Showing posts with label social change. Show all posts
Showing posts with label social change. Show all posts

Saturday, 3 December 2022

How Cybersecurity Might Become More Diverse, Equitable and Inclusive

One of the benefits of working in the same home office as one of the top teacher librarians in the country is that we're able to bounce ideas off each other. Making cybersafety awareness a part of every educator's professional standard of practice isn't a nice idea in 2022, it's a necessity, but the industry continues to have trouble attracting talent and many teachers have little or no training in it.  Alanna has listened to me lamenting the lack of diversity and engagement in the field for many years but this week she offered a solution by linking the DEI research she has been doing to develop an inclusive information management system with the lack of diversity and engagement in cyber.

You might not think that creating a digital media cataloguing system would require much in the way of equity awareness, but it does.

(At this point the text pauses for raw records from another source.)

use axum::Json;
use axum::http::StatusCode;
use axum::response::{IntoResponse, Response};
use serde_json::json;

use crate::engine::DispatchError;
use crate::files::ReadError;

/// Every handler failure, as a status plus a client-safe message.
///
/// Rendered as `{"detail": "..."}`.
#[derive(Debug)]
pub struct ApiError {
    pub status: StatusCode,
    pub detail: String,
}

impl ApiError {
    pub fn new(status: StatusCode, detail: impl Into<String>) -> Self {
        Self {
            status,
            detail: detail.into(),
        }
    }
}

impl IntoResponse for ApiError {
    fn into_response(self) -> Response {
        (self.status, Json(json!({ "detail": self.detail }))).into_response()
    }
}

impl From<DispatchError> for ApiError {
    fn from(err: DispatchError) -> Self {
        match err {
            // Kept at 404 for compatibility with existing clients.
            DispatchError::Upstream(_) => Self::new(
                StatusCode::NOT_FOUND,
                "Error occurred while querying the model",
            ),
            DispatchError::ArgumentDecode { function, .. } => Self::new(
                StatusCode::BAD_REQUEST,
                format!("Model returned malformed arguments for {}", function),
            ),
            DispatchError::InvalidArguments { function, source } => Self::new(
                StatusCode::BAD_REQUEST,
                format!("Invalid arguments for {}: {}", function, source),
            ),
            DispatchError::UnknownFunction(name) => Self::new(
                StatusCode::INTERNAL_SERVER_ERROR,
                format!("Unknown function: {}", name),
            ),
            DispatchError::Invocation { .. } => Self::new(
                StatusCode::INTERNAL_SERVER_ERROR,
                "Internal error occurred while running the called function",
            ),
        }
    }
}

impl From<ReadError> for ApiError {
    fn from(err: ReadError) -> Self {
        match err {
            ReadError::NotFound(_) => Self::new(StatusCode::NOT_FOUND, "File not found"),
            ReadError::Forbidden(_) => {
                Self::new(StatusCode::FORBIDDEN, "Path is outside the readable root")
            }
            ReadError::Io(e) => Self::new(
                StatusCode::INTERNAL_SERVER_ERROR,
                format!("An error occurred: {}", e),
            ),
        }
    }
}
pub mod mock;
pub mod openai;

use async_trait::async_trait;
use serde::{Deserialize, Serialize};

/// Describes a callable function so the model knows what's available.
#[derive(Debug, Clone, PartialEq, Serialize, Deserialize)]
pub struct FunctionSpec {
    pub name: String,
    pub description: String,
    /// JSON-Schema of the argument object.
    pub parameters: serde_json::Value,
}

/// The model's choice: one function plus its arguments as raw JSON text.
///
/// Nothing guarantees the arguments fit the named function. The caller
/// must validate them.
#[derive(Debug, Clone, PartialEq)]
pub struct Selection {
    pub name: String,
    pub arguments: String,
}

/// Failures talking to the completion service. Never retried.
#[derive(Debug, thiserror::Error)]
pub enum UpstreamError {
    #[error("request to model failed: {0}")]
    Transport(#[from] reqwest::Error),

    #[error("model API error ({status}): {body}")]
    Status { status: u16, body: String },

    #[error("malformed model response: {0}")]
    Malformed(String),

    #[error("model did not select a function")]
    NoSelection,

    #[error("{0}")]
    Other(String),
}

/// Picks exactly one function for a task.
#[async_trait]
pub trait Selector: Send + Sync {
    async fn select(
        &self,
        task: &str,
        manifest: &[FunctionSpec],
    ) -> Result<Selection, UpstreamError>;
}

/// Reads text out of an image.
#[async_trait]
pub trait Vision: Send + Sync {
    async fn read_image(
        &self,
        prompt: &str,
        image: &[u8],
        mime: &str,
    ) -> Result<String, UpstreamError>;
}

/// Turns texts into embedding vectors, one per input, in input order.
#[async_trait]
pub trait Embedder: Send + Sync {
    async fn embed(&self, inputs: &[String]) -> Result<Vec<Vec<f32>>, UpstreamError>;
}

How we categorize and deliver data requires a working awareness of DEI or it quickly becomes another means of systemic discrimination. Having used it, Alanna suggested Building Movement Project's  Social Change Ecosystem Map as a tool for challenging some of the masculine cultural cues that usually define cybersecurity as a discipline.

Considering diverse talents and motivations could work as a way to bring more diversity into the field of cybersecurity.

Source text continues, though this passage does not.